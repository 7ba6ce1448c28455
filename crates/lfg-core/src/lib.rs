//! lfg-core — shared domain types, party policy, and configuration.
//!
//! Everything here is a plain value: the live mutable state (the instance
//! pool and the role roster) lives in `lfg-runtime` and `lfg-scheduler`.
//! This crate defines the vocabulary those layers share — role counts, the
//! fixed party shape, instance snapshots, clear-time ranges — plus the
//! `lfg.toml` configuration parser and its validation rules.

pub mod config;
pub mod types;

pub use config::{ConfigError, MAX_CLEAR_SECS, RawConfig, SimConfig};
pub use types::{
    ClearTimeRange, DPS_PER_PARTY, HEALERS_PER_PARTY, InstanceId, InstanceSnapshot, RoleCounts,
    TANKS_PER_PARTY,
};
//! lfgd — the LFG dungeon-queue simulator daemon.
//!
//! Single binary that assembles the simulator:
//! - Configuration (lfg.toml, with interactive prompts for missing values)
//! - Role roster and instance pool
//! - Admission scheduler
//! - Status and summary reporting
//!
//! # Usage
//!
//! ```text
//! lfgd --config lfg.toml
//! ```

use std::path::PathBuf;
use std::sync::Arc;
use std::time::Duration;

use clap::Parser;
use tracing::{info, warn};

use lfg_core::RawConfig;
use lfg_runtime::InstancePool;
use lfg_scheduler::{AdmissionScheduler, RoleRoster};

mod prompt;
mod report;

#[derive(Parser)]
#[command(name = "lfgd", about = "LFG dungeon-queue simulator")]
struct Cli {
    /// Path to the configuration file.
    #[arg(long, default_value = "lfg.toml")]
    config: PathBuf,

    /// Re-poll interval while the queue cannot form a party, in milliseconds.
    #[arg(long, default_value = "100")]
    poll_interval_ms: u64,
}

#[tokio::main]
async fn main() -> anyhow::Result<()> {
    tracing_subscriber::fmt()
        .with_env_filter(
            tracing_subscriber::EnvFilter::try_from_default_env()
                .unwrap_or_else(|_| "info,lfgd=debug,lfg_scheduler=debug".parse().unwrap()),
        )
        .init();

    let cli = Cli::parse();

    // Salvage whatever the config file provides, prompt for the rest.
    let raw = match RawConfig::from_file(&cli.config) {
        Ok(raw) => raw.salvage(),
        Err(e) => {
            warn!(path = ?cli.config, error = %e, "could not read config file, falling back to prompts");
            RawConfig::default()
        }
    };
    let stdin = std::io::stdin();
    let config = prompt::complete_config(raw, &mut stdin.lock(), &mut std::io::stdout())?;

    let roster = Arc::new(RoleRoster::new(config.initial_queue()));
    let pool = Arc::new(InstancePool::new(config.max_instances));

    report::print_input_values(&config);
    report::print_status(&pool, &roster).await;

    let scheduler = AdmissionScheduler::new(roster.clone(), pool.clone(), config.clear_range())
        .with_poll_interval(Duration::from_millis(cli.poll_interval_ms))
        .with_admission_callback({
            let pool = pool.clone();
            let roster = roster.clone();
            Arc::new(move |id| {
                let pool = pool.clone();
                let roster = roster.clone();
                Box::pin(async move {
                    println!("\n> Party entering instance {id}");
                    report::print_status(&pool, &roster).await;
                })
            })
        });
    let scheduler = Arc::new(scheduler);

    // Ctrl-C stops admission; in-flight parties still finish.
    tokio::spawn({
        let scheduler = scheduler.clone();
        async move {
            if tokio::signal::ctrl_c().await.is_ok() {
                info!("shutdown signal received");
                scheduler.request_shutdown();
            }
        }
    });

    scheduler.run().await;

    report::print_summary(&pool, &roster).await;
    Ok(())
}
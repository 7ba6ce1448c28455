//! Interactive configuration prompts.
//!
//! Any value the config file did not supply (or supplied invalid) is asked
//! for on stdin, re-prompting until the answer parses and passes its
//! check. The max-time ceiling clamp is applied after all values are
//! collected.

use std::io::{BufRead, Write};
use std::str::FromStr;

use lfg_core::{RawConfig, SimConfig};

/// Fill in every missing field of `raw` by prompting, validate, and clamp.
pub fn complete_config<R: BufRead, W: Write>(
    raw: RawConfig,
    input: &mut R,
    output: &mut W,
) -> anyhow::Result<SimConfig> {
    let max_instances = match raw.max_instances {
        Some(v) => v,
        None => prompt_number(
            input,
            output,
            "Enter maximum number of concurrent instances (must be > 0): ",
            |v: &u32| *v > 0,
            "Error: value must be a positive integer.",
        )?,
    };
    let tanks = match raw.tanks {
        Some(v) => v,
        None => prompt_number(
            input,
            output,
            "Enter number of tank players in the queue (must be > 0): ",
            |v: &u32| *v > 0,
            "Error: value must be a positive integer.",
        )?,
    };
    let healers = match raw.healers {
        Some(v) => v,
        None => prompt_number(
            input,
            output,
            "Enter number of healer players in the queue (must be > 0): ",
            |v: &u32| *v > 0,
            "Error: value must be a positive integer.",
        )?,
    };
    let dps = match raw.dps {
        Some(v) => v,
        None => prompt_number(
            input,
            output,
            "Enter number of DPS players in the queue (must be > 0): ",
            |v: &u32| *v > 0,
            "Error: value must be a positive integer.",
        )?,
    };
    let min_time = match raw.min_time {
        Some(v) => v,
        None => prompt_number(
            input,
            output,
            "Enter minimum clear time in seconds (must be > 0): ",
            |v: &u64| *v > 0,
            "Error: value must be a positive integer.",
        )?,
    };
    let max_time = match raw.max_time {
        // A file value that no longer beats the prompted minimum gets
        // re-asked, like any other invalid answer.
        Some(v) if v > min_time => v,
        _ => {
            let message = format!("Error: value must be greater than min-time ({min_time}).");
            prompt_number(
                input,
                output,
                &format!("Enter maximum clear time in seconds (must be > {min_time}): "),
                |v: &u64| *v > min_time,
                &message,
            )?
        }
    };

    let config = SimConfig {
        max_instances,
        tanks,
        healers,
        dps,
        min_time,
        max_time,
    };
    config.validate()?;
    Ok(config.clamp_max_time())
}

/// Prompt until a line parses as `T` and satisfies `valid`.
fn prompt_number<T, R, W>(
    input: &mut R,
    output: &mut W,
    prompt: &str,
    valid: impl Fn(&T) -> bool,
    error: &str,
) -> anyhow::Result<T>
where
    T: FromStr,
    R: BufRead,
    W: Write,
{
    loop {
        write!(output, "{prompt}")?;
        output.flush()?;

        let mut line = String::new();
        if input.read_line(&mut line)? == 0 {
            anyhow::bail!("input ended before configuration was complete");
        }
        match line.trim().parse::<T>() {
            Ok(v) if valid(&v) => return Ok(v),
            _ => writeln!(output, "{error}")?,
        }
    }
}
//! Role roster — the shared ledger of unassigned players per role.
//!
//! The roster is the only authority on whether a party's worth of players
//! exists. Reservation is a single check-and-debit under the mutex, so no
//! caller can observe a partially debited ledger.

use tokio::sync::Mutex;
use tracing::debug;

use lfg_core::{DPS_PER_PARTY, HEALERS_PER_PARTY, RoleCounts, TANKS_PER_PARTY};

pub struct RoleRoster {
    counts: Mutex<RoleCounts>,
}

impl RoleRoster {
    pub fn new(counts: RoleCounts) -> Self {
        Self {
            counts: Mutex::new(counts),
        }
    }

    /// Reserve one party's worth of players (1 tank, 1 healer, 3 DPS).
    ///
    /// Check and debit happen as one atomic unit; on `false` nothing
    /// changed.
    pub async fn try_reserve(&self) -> bool {
        let mut counts = self.counts.lock().await;
        if !counts.can_form() {
            return false;
        }
        counts.tanks -= TANKS_PER_PARTY;
        counts.healers -= HEALERS_PER_PARTY;
        counts.dps -= DPS_PER_PARTY;
        debug!(
            tanks = counts.tanks,
            healers = counts.healers,
            dps = counts.dps,
            "party reserved"
        );
        true
    }

    /// Return one party's worth of players to the queue.
    ///
    /// Compensates a reservation that found no free instance.
    pub async fn refund(&self) {
        let mut counts = self.counts.lock().await;
        counts.tanks += TANKS_PER_PARTY;
        counts.healers += HEALERS_PER_PARTY;
        counts.dps += DPS_PER_PARTY;
        debug!(
            tanks = counts.tanks,
            healers = counts.healers,
            dps = counts.dps,
            "party reservation refunded"
        );
    }

    /// How many parties the remaining queue could still form.
    ///
    /// Reporting only — control decisions go through [`Self::try_reserve`]
    /// so the check and the debit cannot be separated.
    pub async fn max_formable(&self) -> u32 {
        self.counts.lock().await.max_parties()
    }

    /// Snapshot of the remaining queue.
    pub async fn counts(&self) -> RoleCounts {
        *self.counts.lock().await
    }
}
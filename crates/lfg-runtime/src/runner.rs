//! Party runner — one simulated dungeon clear.
//!
//! Fire-and-forget: the scheduler spawns [`run_party`] for an instance it
//! has already claimed; the runner draws a clear time, sleeps it out on
//! the tokio clock, and releases the instance. No retries, no cancellation
//! mid-run.

use std::sync::Arc;
use std::time::Duration;

use rand::Rng;
use tracing::info;

use lfg_core::{ClearTimeRange, InstanceId};

use crate::pool::InstancePool;

/// Draw a uniform clear time from `range`, whole seconds inclusive.
///
/// Uses a run-local generator so concurrent runs never share RNG state.
pub fn draw_clear_time(range: ClearTimeRange) -> Duration {
    let mut rng = rand::thread_rng();
    Duration::from_secs(rng.gen_range(range.min_secs()..=range.max_secs()))
}

/// Run one party through instance `id`, then release it.
pub async fn run_party(pool: Arc<InstancePool>, id: InstanceId, range: ClearTimeRange) {
    let clear_time = draw_clear_time(range);
    info!(instance = id, secs = clear_time.as_secs(), "party entered instance");

    tokio::time::sleep(clear_time).await;

    pool.release(id, clear_time).await;
    info!(instance = id, secs = clear_time.as_secs(), "party cleared instance");
}
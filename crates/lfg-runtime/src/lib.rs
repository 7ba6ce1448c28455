//! lfg-runtime — dungeon instances and the party runner.
//!
//! Provides the fixed-size pool of reusable dungeon slots and the task
//! that simulates one party's run through a slot:
//!
//! ```text
//! InstancePool
//!   ├── Vec<Instance> (occupancy + per-instance statistics)
//!   └── Notify (release signal the scheduler parks on)
//! run_party
//!   └── draw clear time → sleep → release
//! ```
//!
//! The pool is the only shared mutable view of instance state; every
//! occupancy transition goes through its interior mutex.

pub mod instance;
pub mod pool;
pub mod runner;

pub use instance::Instance;
pub use pool::InstancePool;
pub use runner::{draw_clear_time, run_party};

• _Exercise prompt_
Working through the entries line by line, count those containing "dungeon" and report only the number.

• _Written solution_
5